What is being asked> What lines in the records below mention "lifebind"? List them all.

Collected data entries
Start of Block
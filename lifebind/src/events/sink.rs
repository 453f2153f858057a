//! Event sink trait and implementations.

use async_trait::async_trait;
use parking_lot::RwLock;
use tracing::{debug, info, Level};

/// Trait for sinks that receive registry events.
#[async_trait]
pub trait EventSink: Send + Sync {
    /// Emits an event asynchronously.
    ///
    /// # Arguments
    ///
    /// * `event_type` - The type of event (e.g., "sweep.completed")
    /// * `data` - Optional event data
    async fn emit(&self, event_type: &str, data: Option<serde_json::Value>);

    /// Emits an event without blocking.
    ///
    /// Called from inside a sweep, so it must never panic or block for long.
    fn try_emit(&self, event_type: &str, data: Option<serde_json::Value>);
}

/// A sink that discards all events.
#[derive(Debug, Clone, Copy, Default)]
pub struct NoOpEventSink;

#[async_trait]
impl EventSink for NoOpEventSink {
    async fn emit(&self, _event_type: &str, _data: Option<serde_json::Value>) {}

    fn try_emit(&self, _event_type: &str, _data: Option<serde_json::Value>) {}
}

/// A sink that logs events through `tracing`.
#[derive(Debug, Clone)]
pub struct LoggingEventSink {
    level: Level,
}

impl Default for LoggingEventSink {
    fn default() -> Self {
        Self { level: Level::DEBUG }
    }
}

impl LoggingEventSink {
    /// Creates a logging sink with the specified level.
    ///
    /// Levels other than `DEBUG` log at `INFO`.
    #[must_use]
    pub fn new(level: Level) -> Self {
        Self { level }
    }

    /// Creates an info-level logging sink.
    #[must_use]
    pub fn info() -> Self {
        Self::new(Level::INFO)
    }

    fn log_event(&self, event_type: &str, data: Option<&serde_json::Value>) {
        if self.level == Level::DEBUG {
            debug!(event_type = %event_type, event_data = ?data, "Event: {}", event_type);
        } else {
            info!(event_type = %event_type, event_data = ?data, "Event: {}", event_type);
        }
    }
}

#[async_trait]
impl EventSink for LoggingEventSink {
    async fn emit(&self, event_type: &str, data: Option<serde_json::Value>) {
        self.log_event(event_type, data.as_ref());
    }

    fn try_emit(&self, event_type: &str, data: Option<serde_json::Value>) {
        self.log_event(event_type, data.as_ref());
    }
}

/// A sink that stores events in memory, for tests.
#[derive(Debug, Default)]
pub struct CollectingEventSink {
    events: RwLock<Vec<(String, Option<serde_json::Value>)>>,
}

impl CollectingEventSink {
    /// Creates a new collecting sink.
    #[must_use]
    pub fn new() -> Self {
        Self::default()
    }

    /// Returns all collected events.
    #[must_use]
    pub fn events(&self) -> Vec<(String, Option<serde_json::Value>)> {
        self.events.read().clone()
    }

    /// Returns the number of collected events.
    #[must_use]
    pub fn len(&self) -> usize {
        self.events.read().len()
    }

    /// Returns true if no events have been collected.
    #[must_use]
    pub fn is_empty(&self) -> bool {
        self.events.read().is_empty()
    }

    /// Returns events of exactly the given type.
    #[must_use]
    pub fn events_of_type(&self, event_type: &str) -> Vec<Option<serde_json::Value>> {
        self.events
            .read()
            .iter()
            .filter(|(t, _)| t == event_type)
            .map(|(_, data)| data.clone())
            .collect()
    }
}

#[async_trait]
impl EventSink for CollectingEventSink {
    async fn emit(&self, event_type: &str, data: Option<serde_json::Value>) {
        self.try_emit(event_type, data);
    }

    fn try_emit(&self, event_type: &str, data: Option<serde_json::Value>) {
        self.events.write().push((event_type.to_string(), data));
    }
}

#[cfg(test)]
mod tests {
    use super::*;
    use crate::events::{RELEASE_FAILED, SWEEP_COMPLETED};

    #[tokio::test]
    async fn test_noop_sink() {
        let sink = NoOpEventSink;
        sink.emit(SWEEP_COMPLETED, None).await;
        sink.try_emit(RELEASE_FAILED, Some(serde_json::json!({"id": 1})));
    }

    #[tokio::test]
    async fn test_logging_sink() {
        let sink = LoggingEventSink::info();
        sink.emit(SWEEP_COMPLETED, Some(serde_json::json!({"released": 2}))).await;
        LoggingEventSink::default().try_emit(RELEASE_FAILED, None);
    }

    #[tokio::test]
    async fn test_collecting_sink() {
        let sink = CollectingEventSink::new();
        assert!(sink.is_empty());

        sink.emit(SWEEP_COMPLETED, None).await;
        sink.try_emit(RELEASE_FAILED, Some(serde_json::json!({"id": 7})));
        sink.try_emit(RELEASE_FAILED, None);

        assert_eq!(sink.len(), 3);
        assert_eq!(sink.events()[0].0, SWEEP_COMPLETED);

        let failures = sink.events_of_type(RELEASE_FAILED);
        assert_eq!(failures.len(), 2);
        assert_eq!(failures[0], Some(serde_json::json!({"id": 7})));
    }
}
//! Testing utilities for code built on lifebind.
//!
//! This module provides:
//! - Resources that count, fail, or panic on release or drop
//! - A producer and a consumer that record what flows through them
//! - Bounded polling for effects of background sweeps

mod mocks;
mod wait;

pub use mocks::{
    CountingResource, FailingResource, MockProducer, PanicOnDropResource, PanickingResource,
    RecordingConsumer,
};
pub use wait::wait_until;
End of Block
Problem solution>
filename lifebind/src/events/sink.rs
//! Testing utilities for code built on lifebind.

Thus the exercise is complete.